Condominio

Tribunale di Palermo allineato alla Cassazione: il box sull’area comune non è di proprietà

Si può acquisire un diritto di calpestio che non equivale alla proprietà piena dello stesso

di Rosario Dolce

Il Tribunale di Palermo con sentenza del 10 dicembre 2020 sembra anticipare le sezioni Unite della Cassazione (numero 28972 del 17 dicembre 2020) chiarendo che il «diritto esclusivo di calpestio» su una porzione delle parti comuni – adibita a box - non equivale a diritto reale (o meglio, alla proprietà dell'area), e, quindi, non può essere promesso in vendita in favore di terzi. Se vogliamo, si tratterebbe di un'applicazione pratica di quanto riportato dalle stesse sezioni Unite col beneficio dell'anticipazione cronologica.

La vicenda
Il caso trattato si incentrava su un contratto preliminare di compravendita di due box, che, a seguito di accertamento tecnico (poi confermato in giudizio con Ctu), si appurava essere ubicati in uno spazio che, secondo la documentazione catastale si configurava come «bene comune non censibile» condominiale.L'uso esclusivo di calpestio vantato dai promittenti di quell'area non corrispondeva, come al contrario garantito da loro, al diritto di piena proprietà.
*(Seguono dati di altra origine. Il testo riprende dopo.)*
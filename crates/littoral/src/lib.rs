//! Littoral: a cellular coastline evolution model.
//!
//! This is the top-level facade crate that re-exports the public API from
//! all littoral sub-crates. For most users, adding `littoral` as a single
//! dependency is sufficient.
//!
//! # Quick start
//!
//! ```rust
//! use littoral::prelude::*;
//!
//! // A straight coast: two rows of sea over three rows of sand.
//! let (rows, cols) = (5, 6);
//! let occupancy: Vec<f64> = (0..rows * cols)
//!     .map(|i| if i / cols >= 2 { 1.0 } else { 0.0 })
//!     .collect();
//! let config = CoastConfig::new(rows, cols, occupancy);
//!
//! // Oblique waves from the left, forever.
//! let waves = WaveConditions::new(0.3, 8.0, 1.2);
//! let mut coast = Coast::new(config, waves).unwrap();
//!
//! let report = coast.step().unwrap();
//! assert!(report.total_potential() > 0.0);
//! assert_eq!(coast.occupancy().len(), rows * cols);
//! ```
//!
//! # Modules
//!
//! | Module | Sub-crate | Contents |
//! |--------|-----------|----------|
//! | [`types`] | `littoral-core` | IDs, errors, transport directions, tolerances, wave climate trait |
//! | [`grid`] | `littoral-grid` | Occupancy grid, edges, neighbourhoods |
//! | [`shoreline`] | `littoral-shoreline` | Node arena, chains, geometry, tracer, re-splice |
//! | [`transport`] | `littoral-transport` | Wave transform, shadowing, closure depth, budget |
//! | [`repair`] | `littoral-repair` | Transport application and repair cascade |
//! | [`engine`] | `littoral-engine` | `Coast`, configuration, step reports, text snapshots |
//! | [`climate`] | `littoral-climate` | Recorded and stochastic wave climates |

#![deny(missing_docs)]
#![deny(rustdoc::broken_intra_doc_links)]
#![forbid(unsafe_code)]

/// Core types, errors and the wave-climate trait (`littoral-core`).
pub use littoral_core as types;

/// The occupancy grid (`littoral-grid`).
pub use littoral_grid as grid;

/// Shoreline topology and geometry (`littoral-shoreline`).
///
/// [`shoreline::trace_all`] discovers chains from scratch and
/// [`shoreline::replace_node`] re-splices one node locally.
pub use littoral_shoreline as shoreline;

/// Wave transform and sediment budget (`littoral-transport`).
pub use littoral_transport as transport;

/// Transport application and occupancy repair (`littoral-repair`).
pub use littoral_repair as repair;

/// The coastline world (`littoral-engine`).
///
/// [`engine::Coast`] is the main entry point.
pub use littoral_engine as engine;

/// Wave climates (`littoral-climate`).
///
/// [`climate::WaveSeries`] replays recorded waves,
/// [`climate::StochasticClimate`] draws them from a seeded stream.
pub use littoral_climate as climate;

/// Common imports for typical littoral usage.
///
/// ```rust
/// use littoral::prelude::*;
/// ```
pub mod prelude {
    // Core types and traits
    pub use littoral_core::{CellPos, Timestep, WaveClimate, WaveConditions};

    // Errors
    pub use littoral_core::{StepError, TopologyError};

    // Grid
    pub use littoral_grid::{EdgeBehavior, Grid};

    // Transport
    pub use littoral_transport::{ClosurePolicy, SupplyLookup, TransportParams};

    // Engine
    pub use littoral_engine::{Coast, CoastConfig, ConfigError, StepReport};

    // Climates
    pub use littoral_climate::{StochasticClimate, WaveSeries};
}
In altri termini non si trattava di pertinenza, per come indicato nel contratto preliminare, ma di bene condominiale.

Le richieste
Secondo il promissario acquirente, perciò, nonostante quanto dichiarato in contratto dai promittenti venditori, gli stessi non erano titolari del diritto di proprietà sull'area pertinenziale oggetto del preliminare, con la conseguenza che, non avendole procurato entro il termine per la stipula del definito la proprietà piena, dovevano ritenersi inadempimenti a norma dell'articolo 1480 Codice civile.Tale affermazione è stata totalmente contestata dai resistenti i quali, richiamando quanto affermato dalla Cassazione (sezione II con la sentenza 6892 del 1992), affermavano, invece, l'esistenza di un rapporto pertinenziale esclusiv o posto in essere dall'originario unico proprietario dell'edificio, prima della costituzione del condominio ed in grado di incidere direttamente sulla consistenza della frazione di proprietà esclusiva, creando un titolo contrario alla presunzione di comunione ex articolo 1117 Codice civile.

La motivazione
Il giudice di merito, richiamando il contrasto tra i due precedenti affrontanti dalle sezioni Unite (da una parte, la Cassazione 24301/2017, e, dall'altra parte, Cassazione 193/2020), nonché la stessa ordinanza con cui la questione era stata rimessa al massimo organo della giustizia (ordinanza 31420 del 2019), ha concluso escludendo la natura reale del diritto d'uso esclusivo (che si concretizzava nel calpestio dell'area), così anticipando, di fatto, con i dovuti accorgimenti al caso trattato, le stesse sezioni Unite. Ecco, di seguito, uno stralcio della motivazione rassegnata, a tal proposito: «Orbene, tenendo a mente tutte le perplessità circa l'effettiva natura giuridica del diritto di uso esclusivo su una parte dell'edificio inerente la proprietà esclusiva del singolo condominio, nel caso di specie è importante rilevare che il contratto di acquisto dei promittenti venditori non attribuisce a costoro la proprietà della zona di arretramento dai box ma soltanto il diritto esclusivo di calpestio».

Ciò vuol dire che gli altri condòmini possono essere esclusi dal calpestio di quell'area ma non vuol dire anche che i titolari del diritto d'uso possono esercitare sulla medesima un diritto pieno. In altri termini, il diritto all'uso esclusivo (o meglio di “calpestio) di una porzione dell'area condominiale non ha lo stesso contenuto della proprietà esclusiva.